All talks will be in Room 380C in the basement of the Math Building.
Saturday, Feb 1 | Sunday, Feb 2 | ||
9:45-10:15 | Breakfast | 9:45-10:15 | Breakfast |
10:15-11:05 | Sara Billey | 10:15-11:05 | Nicolai Reshetikhin |
11:15-12:05 | Peter Tingley | 11:15-12:05 | You Qi |
12:05-1:30 | Lunch | ||
1:30-2:20 | Anne Schilling | ||
2:20-2:50 | Coffee | ||
2:50-3:40 | Alistair Savage | ||
4:00-4:50 | Harold Williams |
Sara Billey (University of Washington) |
Coxeter-Knuth Graphs and a signed Little map |
Abstract. We propose an analog of the Little map for reduced expressions for signed permutations. We show that this map respects the transition equations derived from Chevellay's formula on Schubert classes. We discuss many nice properties of the signed Little map which generalize recent work of Hamaker and Young in type A where they proved Lam's conjecture. As a key step in this word, we define shifted dual equivalence graphs building on work of Assaf and Haiman and prove they can be characterized by axioms. These graphs are closely related to both the signed Little map and to the Coxeter-Knuth relations of type B due to Kraskiewicz. |
You Qi (UC Berkeley) |
Categorification of Small Quantum Groups |
Abstract. We propose an algebraic approach to categorification of quantum groups at a prime root of unity, with the hope of eventually categorifying Witten-Reshetikhin-Turaev three-manifold invariants. This is joint work with Mikhail Khovanov. |
Nicolai Reshetikhin (UC Berkeley) |
Quantum integrable spin chains with reflecting boundary |
Abstract. This talk is a survey of old and recent results on quantum integrable spin chains with special type of integrable boundary conditions called reflecting boundary conditions. These spin chains are related to algebra co-modules in Hopf algebras. |
Alistair Savage (University of Ottawa) |
Towers of algebras categorify the Heisenberg double |
Abstract. A tower of algebras is a graded algebra such that each graded piece is itself an algebra (with a different multiplication). Classic examples include the towers of group algebras of symmetric groups, Hecke algebras of type A, and nilcoxeter algebras.
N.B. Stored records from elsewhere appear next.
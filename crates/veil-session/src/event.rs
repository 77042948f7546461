//! Session events and the observer channel
//!
//! Observers subscribe to a [`EventBus`] and get their own unbounded
//! crossbeam receiver. Publishing never blocks the session; subscribers
//! whose receiver was dropped are pruned on the next publish.

use crossbeam_channel::{unbounded, Receiver, Sender};
use std::fmt;
use std::sync::Mutex;
use std::time::SystemTime;
use veil_engine::LogStream;
use veil_speedtest::{SpeedTestResult, SpeedTestState};

/// Connection state owned by the orchestrator
#[derive(Debug, Clone, Copy, PartialEq, Eq, Default)]
pub enum ConnectionState {
    #[default]
    Disconnected,
    Connecting,
    Connected,
    Error,
}

impl ConnectionState {
    pub fn is_connected(&self) -> bool {
        matches!(self, ConnectionState::Connected)
    }
}

impl fmt::Display for ConnectionState {
    fn fmt(&self, f: &mut fmt::Formatter<'_>) -> fmt::Result {
        match self {
            Self::Disconnected => write!(f, "Disconnected"),
            Self::Connecting => write!(f, "Connecting"),
            Self::Connected => write!(f, "Connected"),
            Self::Error => write!(f, "Error"),
        }
    }
}

/// Where the current traffic figures come from
#[derive(Debug, Clone, Copy, PartialEq, Eq, Default)]
pub enum TrafficSource {
    #[default]
    None,
    /// Engine stats API (authoritative)
    Api,
    /// Byte deltas scraped from engine log lines
    Log,
}

/// Point-in-time view of the session
#[derive(Debug, Clone, PartialEq, Default)]
pub struct SessionSnapshot {
    pub state: ConnectionState,
    pub last_error: Option<String>,
    /// Identifier of the profile the engine was started with
    pub active_profile: Option<String>,
    pub selected_row: Option<usize>,
    pub engine_pid: Option<u32>,
    pub connected_since: Option<SystemTime>,
    pub rx_total: u64,
    pub tx_total: u64,
    /// Bytes per second since the previous sample
    pub rx_rate: u64,
    pub tx_rate: u64,
    pub traffic_source: TrafficSource,
    pub speedtest: SpeedTestState,
}

/// Something observers may want to react to
#[derive(Debug, Clone, PartialEq)]
pub enum SessionEvent {
    StateChanged {
        state: ConnectionState,
        error: Option<String>,
    },
    EngineLog {
        stream: LogStream,
        line: String,
    },
    TrafficUpdated {
        rx_total: u64,
        tx_total: u64,
        rx_rate: u64,
        tx_rate: u64,
        source: TrafficSource,
    },
    /// Profile list changed shape (insert, remove, reload)
    ProfilesChanged,
    /// One row changed in place (merge on import, ping result)
    ProfileUpdated {
        row: usize,
        id: String,
        ping_ms: i64,
    },
    SelfTest {
        passed: bool,
        message: String,
    },
    SpeedTestProgress(SpeedTestState),
    SpeedTestFinished(Result<SpeedTestResult, String>),
}

/// Fan-out of [`SessionEvent`]s to any number of observers
#[derive(Debug, Default)]
pub struct EventBus {
    subscribers: Mutex<Vec<Sender<SessionEvent>>>,
}

impl EventBus {
    pub fn new() -> Self {
        Self::default()
    }

    pub fn subscribe(&self) -> Receiver<SessionEvent> {
        let (tx, rx) = unbounded();
        self.subscribers
            .lock()
            .unwrap_or_else(|e| e.into_inner())
            .push(tx);
        rx
    }

    pub fn publish(&self, event: SessionEvent) {
        let mut subscribers = self.subscribers.lock().unwrap_or_else(|e| e.into_inner());
        subscribers.retain(|tx| tx.send(event.clone()).is_ok());
    }

    pub fn subscriber_count(&self) -> usize {
        self.subscribers.lock().unwrap_or_else(|e| e.into_inner()).len()
    }
}
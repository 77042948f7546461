//! Session Orchestrator
//!
//! Owns the profile list, the engine supervisor and everything tied to a
//! live connection. Runs as a single task: commands from [`SessionHandle`]s,
//! supervisor events, timer ticks and background results are handled one at
//! a time, so state transitions never interleave.
//!
//! # State machine
//!
//! ```text
//!                 connect
//! Disconnected ────────────▶ Connecting ──Started──▶ Connected
//!      ▲                         │                      │
//!      │                   start failed          Stopped / disconnect
//!      │                         ▼                      │
//!      └──── disconnect ──── Error ◀──── crash ─────────┘
//! ```
//!
//! Background work (stats queries, pings, the self-test, speed tests) runs in
//! spawned tasks and reports back tagged with the engine run it belongs to;
//! results for a superseded run are dropped.

use crate::event::{ConnectionState, EventBus, SessionEvent, SessionSnapshot, TrafficSource};
use crate::self_test::{
    run_self_test, SelfTestError, SELF_TEST_DELAY, SELF_TEST_TARGET, SELF_TEST_TIMEOUT,
};
use crate::settings::{Settings, SettingsError, SettingsStore};
use crate::system_proxy::SystemProxy;
use crate::tun_helper::{HelperError, TunHelperClient};
use crossbeam_channel::Receiver;
use std::net::SocketAddr;
use std::path::Path;
use std::sync::Arc;
use std::time::{Duration, Instant, SystemTime};
use tokio::sync::{mpsc, oneshot};
use tokio::task::JoinHandle;
use tokio::time::{Interval, MissedTickBehavior};
use tokio_util::sync::CancellationToken;
use tracing::{debug, error, info, warn};
use veil_engine::{
    build, query_traffic, write_config, ConfigFileError, EngineBinary, ExitKind,
    ProcessRoutingProbe, ProcessSupervisor, RoutingOptions, RuleKind, RunEvent, StatsError,
    SupervisorError, SupervisorEvent, TrafficTotals, DEFAULT_CLEANUP_GRACE, DEFAULT_STOP_TIMEOUT,
    STATS_QUERY_TIMEOUT,
};
use veil_profile::{
    parse, reselect_after_removal, stagger_delay, tcp_ping, ParseError, ProfileStore,
    ServerProfile, StoreChange, StoreError, PING_TIMEOUT,
};
use veil_speedtest::{
    HistoryEntry, HttpClient, SpeedTestConfig, SpeedTestEngine, SpeedTestError, SpeedTestResult,
    SpeedTestState,
};

/// Traffic poll period while connected
pub const STATS_POLL_INTERVAL: Duration = Duration::from_secs(1);

/// A failing stats query is logged on the first failure and every Nth after
const STATS_FAILURE_LOG_EVERY: u32 = 30;

const COMMAND_QUEUE: usize = 32;
//! Atomic file writes

use std::fs::{self, File};
use std::io::{self, Write};
use std::path::{Path, PathBuf};

/// Write `data` to `path` via a sibling temp file and a rename
///
/// Readers either see the previous contents or the complete new contents,
/// never a truncated file.
pub fn write_atomic(path: impl AsRef<Path>, data: &[u8]) -> io::Result<()> {
    let path = path.as_ref();
    if let Some(parent) = path.parent() {
        if !parent.as_os_str().is_empty() {
            fs::create_dir_all(parent)?;
        }
    }

    let tmp = temp_path(path);
    let result = (|| {
        let mut file = File::create(&tmp)?;
        file.write_all(data)?;
        file.sync_all()?;
        fs::rename(&tmp, path)
    })();

    if result.is_err() {
        let _ = fs::remove_file(&tmp);
    }
    result
}

fn temp_path(path: &Path) -> PathBuf {
    let mut name = path
        .file_name()
        .map(|n| n.to_os_string())
        .unwrap_or_default();
    name.push(".tmp");
    path.with_file_name(name)
}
It is known that the Grothendieck groups of towers of algebras satisfying some natural conditions are Hopf algebras, with the product and coproduct coming from induction and restriction functors. We will discuss how certain induction and restriction functors on the category of modules over a tower of algebras categorify the so-called Heisenberg double of the Hopf algebra associated to that tower. In addition, we prove a Stone-von Neumann type theorem in this general setting. As special cases of our categorification theorem, we recover results of Geissinger, Zelevinsky, and others (for the case of symmetric groups, where the Heisenberg double is the infinite rank Heisenberg algebra) and Khovanov (for the case of nilcoxeter algebras, where the Heisenberg double is the Weyl algebra). For the tower of 0-Hecke algebras, we obtain an algebra that we call the quasi-Heisenberg algebra. As an application of our Stone-von Neumann type theorem in this case, we obtain a new, representation theoretic, proof of the fact that the algebra of quasisymmetric functions is free as a module over the algebra of symmetric functions. (This is joint work with Oded Yacobi.) |
Anne Schilling (UC Davis) |
Crystal operators and flag Gromov-Witten invariants |
Abstract. We introduce crystal operators on a subset of affine tableaux and prove that a large class of 3-point Gromov--Witten invariants of complete flag varieties for $\mathbb C^n$ enumerate the highest weight elements under these operators. This is achieved by defining a sign-reversing involution on the affine tableaux that appear in the product of a Schur times a $k$-Schur function. Special cases of our results include the Schubert structure constants in a product of a Schubert polynomial (and the quantum generalization) times a Schur function $s_\lambda$ where $|\lambda^c|< n$. Another by-product gives the fusion coefficients for the Verlinde algebra when $|\lambda^c|< n$. We also relate the $k$-charge of a $t$-deformation of the $k$-Schur functions to the energy function of Kirillov--Reshetikhin crystals by providing a new description of the Pieri rule for $k$-Schur functions in terms of $k$-bounded partitions. (This is joint work with Jennifer Morse.) |
Peter Tingley (Loyola University) |
Affine Mirkovic-Vilonen polytopes and PBW bases |
Abstract. Mirkovic-Vilonen (MV) polytopes give nice combinatorial realizations of Kashiwara's crystals for a complex simple Lie algebra. These polytopes were originally defined using the geometry of the affine grassmannian, but they also arise in other contexts, including PBW bases, quiver varieties, and Khovanov-Lauda-Rouquier (KLR) algebras. These ideas make sense for more general Kac-Moody algebras, giving various ways to extend the theory. The story is nicest in affine type, where all the constructions lead to the same (decorated) affine MV polytopes. I will explain what these are, why they are useful, and various places they show up. In particular I will discuss recent work with Dinakar Muthiah showing how to construct affine MV polytopes using affine PBW bases. |
Harold Williams (UC Berkeley) |
Quivers and Toda Systems |
Abstract.
Take your favorite finite-type Dynkin diagram, equip it with a sink-source
orientation, and take its (square) product with a Kronecker quiver: for
$\hbox{SU}(N)$ the result should be a quiver that looks something like $N-1$
squares glued together side-by-side, with all the vertical arrows doubled. In
the last decade this quiver has turned out to lead a double life in mathematics
and physics: physically it encodes part of the BPS spectrum of pure $N=2$
Yang-Mills theory, or the intersection numbers of a certain homology basis of
the corresponding Seiberg-Witten curves. Mathematically it describes the
cluster coordinates on a special double Bruhat cell of the corresponding Lie
group (hence encodes its Poisson and totally positive structure) which in
particular is the phase space of an open Toda system. |